Um dia depois do soarista Vítor Ramalho ter defendido, na RR, uma candidatura de Gama a Belém em 2011, o próprio respondeu com duas frases: "Não respondo a uma pergunta que não tem o menor sentido de existir." Antes, interpelado pelos jornalistas na Assembleia da República, apenas tinha dito: "Não vou dizer o que sempre dizem nas vossas peças, que não confirmo nem desminto". E seguiu caminho para ir inaugurar uma exposição do Exército sobre a construção das Linhas de Torres.

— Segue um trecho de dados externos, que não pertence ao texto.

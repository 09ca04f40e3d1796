//! Formula evaluation errors.
//!
//! These never cross the sheet's public contract: they are stored on the cell
//! and surface as the `formula-error` status with an `"error"` display.

use thiserror::Error;

use super::cell_ref::CellRef;
use super::cycle::format_path;

#[derive(Error, Debug, Clone, PartialEq)]
pub enum FormulaError {
    /// The expression could not be parsed or evaluated, or did not yield a number.
    #[error("Parse error: {0}")]
    Parse(String),

    /// The reference chain revisits a key already on the trace path.
    #[error("Circular reference: {}", format_path(.path))]
    CircularReference { path: Vec<CellRef> },
}
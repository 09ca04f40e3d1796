//! Error types for Recell core.

use recell_engine::engine::{CellRef, GridSize, MAX_COLUMNS};
use thiserror::Error;

/// Errors that can cross the sheet's public API.
///
/// Formula problems are not among them: those are recorded on the cell.
#[derive(Error, Debug)]
pub enum RecellError {
    #[error("IO error: {0}")]
    Io(#[from] std::io::Error),

    #[error("Parse error at line {line}: {message}")]
    Parse { line: usize, message: String },

    #[error("Cell {0} is outside the grid")]
    OutOfRange(CellRef),

    #[error(
        "Invalid grid dimensions {columns}x{rows} (columns 1-{}, rows 1-{})",
        MAX_COLUMNS,
        GridSize::MAX_ROWS
    )]
    InvalidDimensions { columns: usize, rows: usize },
}

pub type Result<T> = std::result::Result<T, RecellError>;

Duas frases de Gama que surgem dois dias depois de José Sócrates ter elogiado a entrevista de Manuel Alegre - que está a ponderar uma candidatura a Belém - e em que criticou abertamente Cavaco Silva. O socialista tem, aliás, programadas várias iniciativas até final do mês.
O antigo deputado Vítor Ramalho insistiu na tese da candidatura de Gama, já o tinha feito em Outubro do ano passado. "Jaime Gama, sendo fundador do PS tem uma base de apoio que entra na direita também e, ao contrário do que muita gente pensa, estou convicto que passando à segunda volta toda a esquerda votaria ele", afirmou ontem à Renascença.
O tom de Jaime Gama, ontem à tarde, foi bem diferente do que disse a 28 de Novembro, em que alimentou o tabu presidencial. Sobre o cenário de se candidatar afirmou, bem-humorado: "Não vou fazer qualquer declaração a não ser que sou vosso leitor. Leio-vos com muito gosto, logo às 8h da manhã."